July 26, 2008

Helping the environment one envelope at a time

Everyone is looking for eco-friendly ways to save the planet.  So, it's wonderful when you see a good example of someone who not only had a great idea but actually created a business around it. I enjoyed reading the story of Ann DeLaVergne, who looking at a stack of used envelopes in her recycling bin thought that she could make a difference. She founded ecoEnvelopes, a company that is creating a reusable envelope movement.

It's worth reading the story on their website...


“People find a purpose in their life and they pursue it, because it makes sense. That’s how inventi
on happens,” recalls Ann DeLaVergne, founder of ecoEnvelopes. It was 2002 and while sorting the mail, she noticed an envelope with a request to, “Reuse this envelope.” Unfortunately, there was no easy way to do that.
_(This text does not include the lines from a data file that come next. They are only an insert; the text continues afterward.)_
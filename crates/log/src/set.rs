use crate::config::WalConfig;
use crate::writer::SegmentedLog;
use ordo_core::{Error, GroupBound, KeyBound, Result};
use parking_lot::Mutex;
use serde::de::DeserializeOwned;
use std::collections::HashMap;
use std::path::PathBuf;

/// One [`SegmentedLog`] per transaction group (spec §4.2: "one log per
/// group; cross-group transactions write to each participant's own log").
///
/// Groups are opened lazily on first use and cached for the lifetime of the
/// `LogSet`.
pub struct LogSet<G, K> {
    root: PathBuf,
    segment_size_bytes: u64,
    logs: Mutex<HashMap<G, SegmentedLog<K>>>,
}

impl<G, K> LogSet<G, K>
where
    G: GroupBound,
    K: KeyBound + serde::Serialize + DeserializeOwned,
{
    /// A log set rooted at `root`, one subdirectory per group.
    pub fn new(root: impl Into<PathBuf>, segment_size_bytes: u64) -> Self {
        LogSet {
            root: root.into(),
            segment_size_bytes,
            logs: Mutex::new(HashMap::new()),
        }
    }

    /// Run `f` against the log for `group`, opening it on first use.
    pub fn with_log<R>(
        &self,
        group: &G,
        f: impl FnOnce(&mut SegmentedLog<K>) -> Result<R>,
    ) -> Result<R> {
        let mut logs = self.logs.lock();
        if !logs.contains_key(group) {
            let dir = self.root.join(format!("{group:?}"));
            let config = WalConfig::new()
                .with_directory(dir)
                .with_segment_size_bytes(self.segment_size_bytes);
            let log = SegmentedLog::open(config).map_err(|e| match e {
                Error::Io(msg) => Error::Io(msg),
                other => other,
            })?;
            logs.insert(group.clone(), log);
        }
        let log = logs.get_mut(group).expect("just inserted");
        f(log)
    }

    /// The set of groups opened so far.
    pub fn known_groups(&self) -> Vec<G> {
        self.logs.lock().keys().cloned().collect()
    }
}

#[cfg(test)]
mod tests {
    use super::*;
    use ordo_core::Timestamp;
    use tempfile::tempdir;

    #[test]
    fn lazily_opens_one_log_per_group() {
        let dir = tempdir().unwrap();
        let set: LogSet<String, String> = LogSet::new(dir.path(), 1024 * 1024);

        set.with_log(&"shard-a".to_string(), |log| {
            log.append_put(Timestamp::new(1), "k".to_string()).map(|_| ())
        })
        .unwrap();
        set.with_log(&"shard-b".to_string(), |log| {
            log.append_put(Timestamp::new(2), "k".to_string()).map(|_| ())
        })
        .unwrap();

        let mut groups = set.known_groups();
        groups.sort();
        assert_eq!(groups, vec!["shard-a".to_string(), "shard-b".to_string()]);
    }
}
As a former organic farmer and bee keeper who cared about the environmental, Ann already saved large envelopes to send out again—despite the complex camouflage they needed to be mailed a second time. “There should be an easier way to reuse envelopes,” she thought. “Why not one envelope instead of two?”

Combining her design experience and background in fine arts, Ann started making prototypes by hand at her kitchen table. The new eco friendly envelopes she came up with were functional, practical, and most importantly, helped the
environment.

Ann used her sewing machine to speed up the process of making perforations in paper to make it easy to open her ecoEnvelopes. Her first mailing was ten envelopes she sent to friends across the country. Every one of them came back and she says with nostalgia, “I thought I was done. I mailed them, they came back….I was done,” she recalls. “No. That was the start. I made envelopes from scratch with my sewing machine for the next two years!”

In the next couple years, Ann devoted herself to perfecting ecoEnvelopes. She received grants from the Minnesota Office of Environmental Assistance and the Eileen Fisher Foundation and won supporter after supporter, including the former CEO of one of the largest envelope manufacturers in the U.S. Soon, Ann was in Washington meeting with the US Postal Service and key people in the industry. “It became a community whose goal was to help the environment, we were working on something that could make a significant difference,” she recalls.

Her timing was perfect. With consumers driving demand for environmentally friendly products, corporations greening their operations and the USPS supporting green initiatives, it was clear that ecoEnvelopes was an idea whose time had come.